Le infezioni biologiche dei tessuti peri-implantari rappresentano la complicanza più difficile e diffusa dell’implantologia moderna, poiché non esistono ancora protocolli efficaci per l’arresto completo della perimplantite. Studi clinici hanno dimostrato la somiglianza tra microflora associata alle peri-implantiti e microflora associata alla malattia parodontale: Porphyromonas gingivalis, Tanerella forsythia e Treponema denticola sono stati riscontrati in siti affetti da patologia perimplantare. Pur considerata la somiglianza tra parodontite e perimplantite e che i criteri diagnostici impiegati nella valutazione della perimplantite sono gli stessi utilizzati nella parodontite, la gravità delle due patologie non può essere considerata equivalente, per la differenza tra perimpianto e parodonto. Dopo una terapia implantare, il paziente deve essere sottoposto a un accurato programma di mantenimento. L’applicazione della terapia fotodinamica, come terapia coadiuvante per le perimplantiti, è stata fonte di discussione negli ultimi anni. Studi in vitro e in vivo, di differenti autori, descrivono la reale diminuzione dell’infiammazione nell’arco di poco tempo con l’ausilio di questa nuova tecnologia.
Materiali e metodi
Si presenta alla nostra attenzione all’appuntamento per l’igiene orale professionale, una paziente di sesso femminile di 65 anni, non fumatrice, in buona salute sistemica, in fase di mantenimento dopo terapia implantare; la paziente aveva ricevuto un trattamento protesico con toronto bridge a carico immediato nell’arcata inferiore e una riabilitazione protesica mista nell’arcata superiore: nel gruppo frontale (da canino a canino) era stata applicata una protesi fissa in oro-ceramica su denti naturali, e nei settori posteriori di entrambi i quadranti erano state applicate due protesi fisse in metallo-ceramica su impianti, separate dal gruppo anteriore. La paziente riferiva dolenzia durante le fasi di spazzolamento in corrispondenza dell’emergenza delle superfici implantari e alitosi.
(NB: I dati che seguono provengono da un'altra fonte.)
use serde_json::json;

use fleet_core::entities::{DailyInspection, DailyInspectionDraft};
use fleet_core::enums::{CrudOp, FormKind};
use fleet_store::EntityStore;

use crate::cli::GlobalFlags;
use crate::cli::subcommands::DailyInspectionCommands;
use crate::commands::shared::{access, confirm, paging, payload};
use crate::context::AppContext;
use crate::output::output;

/// Handle `flt daily-inspection`.
pub async fn handle(
    action: DailyInspectionCommands,
    ctx: &AppContext,
    flags: &GlobalFlags,
) -> anyhow::Result<()> {
    let user = access::require_access(ctx, FormKind::DailyInspection).await?;
    let mut store = EntityStore::<DailyInspection>::new();

    match action {
        DailyInspectionCommands::Create { file } => {
            let mut draft: DailyInspectionDraft = payload::read_draft(&file)?;
            draft.performed_by_user = user.id;
            draft.validate()?;

            store.begin(CrudOp::Create);
            let record = match ctx.api.create_daily_inspection(&draft).await {
                Ok(record) => record,
                Err(error) => {
                    store.fail(CrudOp::Create, error.to_string());
                    return Err(error.into());
                }
            };
            store.complete_create(record.clone());
            output(&record, flags.format)
        }
        DailyInspectionCommands::Get { id } => {
            store.begin(CrudOp::Get);
            let record = match ctx.api.get_daily_inspection(&id).await {
                Ok(record) => record,
                Err(error) => {
                    store.fail(CrudOp::Get, error.to_string());
                    return Err(error.into());
                }
            };
            store.complete_get(record.clone());
            output(&record, flags.format)
        }
        DailyInspectionCommands::List { page } => {
            store.begin(CrudOp::List);
            let records = match ctx.api.list_daily_inspections().await {
                Ok(records) => records,
                Err(error) => {
                    store.fail(CrudOp::List, error.to_string());
                    return Err(error.into());
                }
            };
            store.complete_list(records);

            let limit = paging::effective_limit(flags.limit, ctx.config.general.page_size);
            output(&paging::paginate(&store.all, page, limit), flags.format)
        }
        DailyInspectionCommands::Update { id, file } => {
            let mut draft: DailyInspectionDraft = payload::read_draft(&file)?;
            draft.performed_by_user = user.id;
            draft.validate()?;

            store.begin(CrudOp::Update);
            let record = match ctx.api.update_daily_inspection(&id, &draft).await {
                Ok(record) => record,
                Err(error) => {
                    store.fail(CrudOp::Update, error.to_string());
                    return Err(error.into());
                }
            };
            store.complete_update(record.clone());
            output(&record, flags.format)
        }
        DailyInspectionCommands::Delete { id } => {
            confirm::confirm_delete(&id, flags.yes || ctx.config.general.assume_yes)?;

            store.begin(CrudOp::Delete);
            let deleted = match ctx.api.delete_daily_inspection(&id).await {
                Ok(deleted) => deleted,
                Err(error) => {
                    store.fail(CrudOp::Delete, error.to_string());
                    return Err(error.into());
                }
            };
            store.complete_delete(&deleted);
            output(&json!({ "deleted": deleted }), flags.format)
        }
    }
}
La paziente non aveva rispettato gli appuntamenti di richiamo per la visita di controllo e per la terapia di supporto; all’esame obiettivo del cavo orale mostrava chiari segni di controllo di placca domiciliare inefficace, con presenza di biofilm batterico sulla superficie implantare e alla base della protesi nell’arcata inferiore. Le mucose perimplantari manifestavano arrossamento e mucosite e presenza di gengivite marginale a livello del gruppo frontale superiore e presenza di placca sul dorso della lingua.
Prima di procedere con la decontaminazione, si è proceduto al rilevamento del livello di alitosi con Halimeter ed è stata riscontrata alitosi di livello medio.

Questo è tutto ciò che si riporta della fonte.